Want to Protect Data? Comply with Government Rules

Complying with government regulations is a great way to protect your company’s data. That’s the conclusion of a new report finding a direct correlation between a company’s compliance record and its ability to protect sensitive data.

Companies that perform well in compliance audits also excel at protecting their data, according to the study, released today by the IT Policy Compliance Group, a Cleveland-based research firm. By contrast, companies that performed poorly on regulatory audits tend to have the worst data protection records.

“The results were definitely surprising,” said Jim Hurley, the research firm’s managing editor. “Until last year there was nothing in the quarterly data we collected to suggest such a relationship existed.” But the two-year historical data showed an undeniable relationship between compliance success and data protection, he says.

The study, based on data collected from 2,000 companies of varying revenue sizes, and on publicly reported data losses and thefts, was sponsored by compliance and security trade associations and compliance and security software vendors.

Companies with two or fewer compliance deficiencies annually are likely to have two or fewer data losses or thefts in the same time period, according to the report. Conversely, organizations that lag when it comes to compliance (10 or more deficiencies in a year) are likely to experience data loss more than a dozen times annually.

The reason for the correlation, Hurley says, is that companies with the fewest control objectives—safeguards put in place to support security and other policies—are least likely to experience a data loss and most likely to perform well on regulator audits.

For example, businesses with an average of 82 control objectives had 22 or more compliance deficiencies annually and 13 or more data losses and thefts in a year. In comparison, companies with roughly 32 control objectives had two or fewer compliance deficiencies and two or fewer data losses each year.

The primary exception to the findings was among large enterprises with $1 billion or more in revenue.
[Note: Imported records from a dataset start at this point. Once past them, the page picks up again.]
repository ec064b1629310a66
pub mod invariants;
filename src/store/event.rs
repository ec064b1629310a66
use serde::{Deserialize, Serialize};

use crate::error::GameError;

#[derive(Debug, Clone, Copy, PartialEq, Eq, Hash, Default, Serialize, Deserialize)]
#[serde(rename_all = "SCREAMING_SNAKE_CASE")]
pub enum Origin {
    /// Informational history of successful banks.
    #[default]
    Banked,
    /// Committed through the save/mint hook; eligible for the leaderboard.
    Saved,
}

impl Origin {
    pub fn as_str(&self) -> &'static str {
        match self {
            Origin::Banked => "BANKED",
            Origin::Saved => "SAVED",
        }
    }
}

/// Identity handed to the core by the host. Never derived or checked beyond non-empty.
#[derive(Debug, Clone, PartialEq, Eq, Serialize, Deserialize)]
pub struct Participant {
    pub id: String,
    pub display_name: Option<String>,
}

impl Participant {
    pub fn new(id: impl Into<String>) -> Self {
        Self { id: id.into(), display_name: None }
    }

    pub fn with_name(id: impl Into<String>, name: impl Into<String>) -> Self {
        Self { id: id.into(), display_name: Some(name.into()) }
    }

    /// Name for a board row: the display name, else a shortened id.
    pub fn label(&self) -> String {
        match &self.display_name {
            Some(name) if !name.is_empty() => name.clone(),
            _ => short_id(&self.id),
        }
    }
}

/// `0x1234…abcd` style abbreviation for long ids.
pub fn short_id(id: &str) -> String {
    let chars: Vec<char> = id.chars().collect();
    if chars.len() <= 12 {
        return id.to_string();
    }
    let head: String = chars[..6].iter().collect();
    let tail: String = chars[chars.len() - 4..].iter().collect();
    format!("{}…{}", head, tail)
}

/// The round behind a bank.
#[derive(Debug, Clone, PartialEq, Serialize, Deserialize)]
#[serde(rename_all = "camelCase")]
pub struct BankDetail {
    pub run_points: u64,
    pub pumps: u32,
    pub multiplier: f64,
}

/// One historical score. Immutable once appended.
#[derive(Debug, Clone, PartialEq, Serialize, Deserialize)]
#[serde(rename_all = "camelCase")]
pub struct ScoreEvent {
    pub ts: i64,
    pub participant_id: String,
    pub score: u64,
    #[serde(default, skip_serializing_if = "Option::is_none")]
    pub display_name: Option<String>,
    #[serde(default, skip_serializing_if = "Option::is_none")]
    pub detail: Option<BankDetail>,
    /// Implied by the list an event is stored in.
    #[serde(skip)]
    pub origin: Origin,
}

impl ScoreEvent {
    pub fn banked(ts: i64, who: &Participant, total: u64, detail: BankDetail) -> Self {
        Self {
            ts,
            participant_id: who.id.clone(),
            score: total,
            display_name: who.display_name.clone(),
            detail: Some(detail),
            origin: Origin::Banked,
        }
    }

    pub fn saved(ts: i64, who: &Participant, score: u64) -> Self {
        Self {
            ts,
            participant_id: who.id.clone(),
            score,
            display_name: who.display_name.clone(),
            detail: None,
            origin: Origin::Saved,
        }
    }

    /// Build from untrusted input, rejecting negative scores and missing identities.
    pub fn try_new(
        ts: i64,
        participant_id: &str,
        score: i64,
        display_name: Option<String>,
        origin: Origin,
    ) -> Result<Self, GameError> {
        if score < 0 {
            return Err(GameError::validation(format!("negative score {}", score)));
        }
        let event = Self {
            ts,
            participant_id: participant_id.to_string(),
            score: score as u64,
            display_name,
            detail: None,
            origin,
        };
        event.validate()?;
        Ok(event)
    }

    pub fn validate(&self) -> Result<(), GameError> {
        if self.participant_id.trim().is_empty() {
            return Err(GameError::validation("missing participant id"));
        }
        Ok(())
    }

    pub fn participant(&self) -> Participant {
        Participant {
            id: self.participant_id.clone(),
            display_name: self.display_name.clone(),
        }
    }
}

#[cfg(test)]
mod tests {
    use super::*;

    #[test]
    fn test_try_new_rejects_negative_score() {
        let err = ScoreEvent::try_new(0, "0xA", -1, None, Origin::Saved).unwrap_err();
        assert!(matches!(err, GameError::Validation { .. }));
    }

    #[test]
    fn test_try_new_rejects_blank_participant() {
        assert!(ScoreEvent::try_new(0, "  ", 10, None, Origin::Saved).is_err());
        assert!(ScoreEvent::try_new(0, "0xA", 0, None, Origin::Saved).is_ok());
    }

    #[test]
    fn test_serialized_shape() {
        let who = Participant::with_name("0xA", "alice");
        let ev = ScoreEvent::saved(5, &who, 100);
        let v = serde_json::to_value(&ev).unwrap();
        assert_eq!(v["ts"], 5);
        assert_eq!(v["participantId"], "0xA");
        assert_eq!(v["score"], 100);
        assert_eq!(v["displayName"], "alice");
        assert!(v.get("origin").is_none());
        assert!(v.get("detail").is_none());
    }

    #[test]
    fn test_short_id() {
        assert_eq!(short_id("0xA"), "0xA");
        assert_eq!(short_id("0x1234567890abcdef"), "0x1234…cdef");
        assert_eq!(Participant::new("0x1234567890abcdef").label(), "0x1234…cdef");
        assert_eq!(Participant::with_name("0x1", "bob").label(), "bob");
    }
}
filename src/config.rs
use anyhow::Result;

use crate::rank::{BoardWindow, DEFAULT_BOARD_LIMIT};
use crate::round::RoundConfig;
use crate::store::{FileSlot, KvSlot, MemorySlot, Participant, SqliteSlot, StoreConfig};

#[derive(Debug, Clone, Copy, PartialEq, Eq)]
pub enum StoreBackend {
    Sqlite,
    File,
    Memory,
}

impl StoreBackend {
    pub fn from_env() -> Self {
        match std::env::var("STORE_BACKEND").unwrap_or_else(|_| "sqlite".to_string()).as_str() {
            "file" => StoreBackend::File,
            "memory" => StoreBackend::Memory,
            _ => StoreBackend::Sqlite,
        }
    }

    pub fn as_str(&self) -> &'static str {
        match self {
            StoreBackend::Sqlite => "sqlite",
            StoreBackend::File => "file",
            StoreBackend::Memory => "memory",
        }
    }

    /// Open the slot at `path` (a database file for sqlite, a directory for files).
    pub fn open(self, path: &str) -> Result<Box<dyn KvSlot + Send>> {
        Ok(match self {
            StoreBackend::Sqlite => Box::new(SqliteSlot::open(path)?),
            StoreBackend::File => Box::new(FileSlot::open(path)?),
            StoreBackend::Memory => Box::new(MemorySlot::new()),
        })
    }
}

#[derive(Debug, Clone)]
pub struct Config {
    pub store_backend: StoreBackend,
    pub store_path: String,
    pub store: StoreConfig,
    pub round: RoundConfig,
    pub board_limit: usize,
    pub board_window: BoardWindow,
    pub player_id: String,
    pub player_name: Option<String>,
}

impl Config {
    pub fn from_env() -> Self {
        let store_backend = StoreBackend::from_env();
        let default_path = match store_backend {
            StoreBackend::File => "./pressure-data",
            _ => "./pressure.sqlite",
        };
        let d = StoreConfig::default();
        Self {
            store_backend,
            store_path: std::env::var("STORE_PATH").unwrap_or_else(|_| default_path.to_string()),
            store: StoreConfig {
                key: std::env::var("STORE_KEY").unwrap_or(d.key),
                retention_days: std::env::var("RETENTION_DAYS").ok().and_then(|v| v.parse().ok()).unwrap_or(d.retention_days),
                banked_cap: std::env::var("BANKED_CAP").ok().and_then(|v| v.parse().ok()).unwrap_or(d.banked_cap),
                saved_cap: std::env::var("SAVED_CAP").ok().and_then(|v| v.parse().ok()).unwrap_or(d.saved_cap),
            },
            round: RoundConfig::from_env(),
            board_limit: std::env::var("BOARD_LIMIT").ok().and_then(|v| v.parse().ok()).unwrap_or(DEFAULT_BOARD_LIMIT),
            board_window: std::env::var("BOARD_MODE").ok().and_then(|v| BoardWindow::parse(&v)).unwrap_or(BoardWindow::Daily),
            player_id: std::env::var("PLAYER_ID")
                .ok()
                .filter(|id| !id.trim().is_empty())
                .unwrap_or_else(|| "local-player".to_string()),
            player_name: std::env::var("PLAYER_NAME").ok().filter(|n| !n.trim().is_empty()),
        }
    }

    pub fn participant(&self) -> Participant {
        Participant {
            id: self.player_id.clone(),
            display_name: self.player_name.clone(),
        }
    }

    pub fn open_slot(&self) -> Result<Box<dyn KvSlot + Send>> {
        self.store_backend.open(&self.store_path)
    }
}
Those companies tend to operate significantly below or above the norm when it comes to protecting sensitive data. Hurley attributes the anomaly to the fact that large companies tend to have multiple annual audits — at least three—compared to one or two in small and midsized companies.

The laggards, he says, appear to be managing compliance efforts without a governance committee and with multiple audit teams that do not share information. Consequently, they may miss opportunities to collapse similar or identical control objectives across audit requirements.

At the same time, the large companies that excel at compliance and data protection tend to have active governance bodies that facilitate communication across the finance, audit and technology departments, according to Hurley, and tend to have fewer control objectives. “Businesses with fewer controls are focusing on managing exceptions rather then spending time and labor trying to manage everything,” he says.